**Exercise objective:** When the word "names" appears in a line of the data below, list that line.

**Stored data:**
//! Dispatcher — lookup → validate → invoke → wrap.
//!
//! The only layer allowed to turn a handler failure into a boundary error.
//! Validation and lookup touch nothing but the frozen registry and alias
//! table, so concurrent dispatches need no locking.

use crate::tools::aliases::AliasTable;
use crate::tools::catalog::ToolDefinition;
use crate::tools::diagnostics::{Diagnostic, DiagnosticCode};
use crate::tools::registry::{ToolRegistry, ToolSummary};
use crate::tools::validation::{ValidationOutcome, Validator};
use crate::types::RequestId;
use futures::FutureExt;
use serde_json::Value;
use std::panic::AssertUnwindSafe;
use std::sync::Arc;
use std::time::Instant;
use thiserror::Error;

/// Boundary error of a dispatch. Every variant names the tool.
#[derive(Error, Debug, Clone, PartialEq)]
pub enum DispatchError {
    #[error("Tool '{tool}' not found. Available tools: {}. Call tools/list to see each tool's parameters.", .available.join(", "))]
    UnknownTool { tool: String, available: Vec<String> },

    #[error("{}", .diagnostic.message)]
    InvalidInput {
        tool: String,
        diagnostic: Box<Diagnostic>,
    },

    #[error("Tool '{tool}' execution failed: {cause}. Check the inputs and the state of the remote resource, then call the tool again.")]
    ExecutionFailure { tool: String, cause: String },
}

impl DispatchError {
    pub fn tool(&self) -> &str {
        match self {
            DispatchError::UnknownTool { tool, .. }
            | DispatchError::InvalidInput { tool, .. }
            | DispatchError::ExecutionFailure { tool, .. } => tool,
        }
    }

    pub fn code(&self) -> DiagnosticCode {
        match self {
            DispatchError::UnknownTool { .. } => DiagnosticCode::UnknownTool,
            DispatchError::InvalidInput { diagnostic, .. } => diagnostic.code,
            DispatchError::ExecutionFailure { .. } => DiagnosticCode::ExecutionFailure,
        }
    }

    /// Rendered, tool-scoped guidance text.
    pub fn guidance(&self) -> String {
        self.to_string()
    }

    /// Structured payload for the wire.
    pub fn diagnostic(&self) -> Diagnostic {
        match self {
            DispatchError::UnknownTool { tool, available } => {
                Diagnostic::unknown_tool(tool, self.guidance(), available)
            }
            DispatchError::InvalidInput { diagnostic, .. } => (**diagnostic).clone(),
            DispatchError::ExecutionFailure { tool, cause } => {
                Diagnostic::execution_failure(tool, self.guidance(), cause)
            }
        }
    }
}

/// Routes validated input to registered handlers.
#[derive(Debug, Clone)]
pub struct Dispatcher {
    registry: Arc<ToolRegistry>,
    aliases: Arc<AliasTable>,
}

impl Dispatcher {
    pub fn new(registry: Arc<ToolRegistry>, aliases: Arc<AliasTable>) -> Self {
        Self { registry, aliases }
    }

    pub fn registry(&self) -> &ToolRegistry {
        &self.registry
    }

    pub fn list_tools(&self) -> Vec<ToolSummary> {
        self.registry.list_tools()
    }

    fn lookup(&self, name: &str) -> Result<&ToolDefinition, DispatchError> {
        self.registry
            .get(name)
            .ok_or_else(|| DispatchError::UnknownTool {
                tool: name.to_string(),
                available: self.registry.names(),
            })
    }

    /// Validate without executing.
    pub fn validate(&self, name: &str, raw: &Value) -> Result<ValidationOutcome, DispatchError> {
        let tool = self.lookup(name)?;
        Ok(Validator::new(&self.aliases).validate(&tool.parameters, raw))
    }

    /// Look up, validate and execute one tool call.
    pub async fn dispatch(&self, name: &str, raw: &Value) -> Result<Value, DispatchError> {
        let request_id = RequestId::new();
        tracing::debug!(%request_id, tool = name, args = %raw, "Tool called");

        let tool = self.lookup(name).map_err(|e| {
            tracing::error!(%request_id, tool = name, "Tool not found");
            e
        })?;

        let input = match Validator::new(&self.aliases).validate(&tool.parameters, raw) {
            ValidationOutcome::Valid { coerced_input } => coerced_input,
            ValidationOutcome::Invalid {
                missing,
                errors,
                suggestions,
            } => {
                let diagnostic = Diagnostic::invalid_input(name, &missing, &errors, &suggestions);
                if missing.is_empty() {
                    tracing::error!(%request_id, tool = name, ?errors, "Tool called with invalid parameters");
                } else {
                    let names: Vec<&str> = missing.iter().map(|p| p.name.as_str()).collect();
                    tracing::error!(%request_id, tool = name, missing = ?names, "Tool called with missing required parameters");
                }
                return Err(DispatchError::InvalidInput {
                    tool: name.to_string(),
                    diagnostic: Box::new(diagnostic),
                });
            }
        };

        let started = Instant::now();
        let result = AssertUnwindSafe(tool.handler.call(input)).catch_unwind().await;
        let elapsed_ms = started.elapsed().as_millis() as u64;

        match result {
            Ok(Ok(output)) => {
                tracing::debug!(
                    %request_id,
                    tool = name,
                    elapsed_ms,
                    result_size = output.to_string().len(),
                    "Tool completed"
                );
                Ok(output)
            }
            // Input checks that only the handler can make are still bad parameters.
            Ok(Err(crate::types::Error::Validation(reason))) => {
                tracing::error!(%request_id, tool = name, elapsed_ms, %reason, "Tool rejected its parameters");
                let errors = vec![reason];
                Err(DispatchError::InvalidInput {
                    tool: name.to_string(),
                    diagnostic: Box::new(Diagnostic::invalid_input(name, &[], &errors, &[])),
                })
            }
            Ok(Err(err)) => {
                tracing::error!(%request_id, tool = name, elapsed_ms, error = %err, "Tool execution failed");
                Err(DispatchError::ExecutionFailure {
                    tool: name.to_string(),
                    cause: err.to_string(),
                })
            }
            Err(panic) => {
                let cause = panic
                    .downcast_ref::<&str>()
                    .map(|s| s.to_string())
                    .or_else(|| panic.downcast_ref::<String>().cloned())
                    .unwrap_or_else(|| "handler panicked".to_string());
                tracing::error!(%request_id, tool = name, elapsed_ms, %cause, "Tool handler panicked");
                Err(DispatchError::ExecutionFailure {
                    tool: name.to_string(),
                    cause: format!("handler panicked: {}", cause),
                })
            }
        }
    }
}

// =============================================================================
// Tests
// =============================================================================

**Written solution:**
/// Boundary error of a dispatch. Every variant names the tool.
                available: self.registry.names(),
                    let names: Vec<&str> = missing.iter().map(|p| p.name.as_str()).collect();
                    tracing::error!(%request_id, tool = name, missing = ?names, "Tool called with missing required parameters");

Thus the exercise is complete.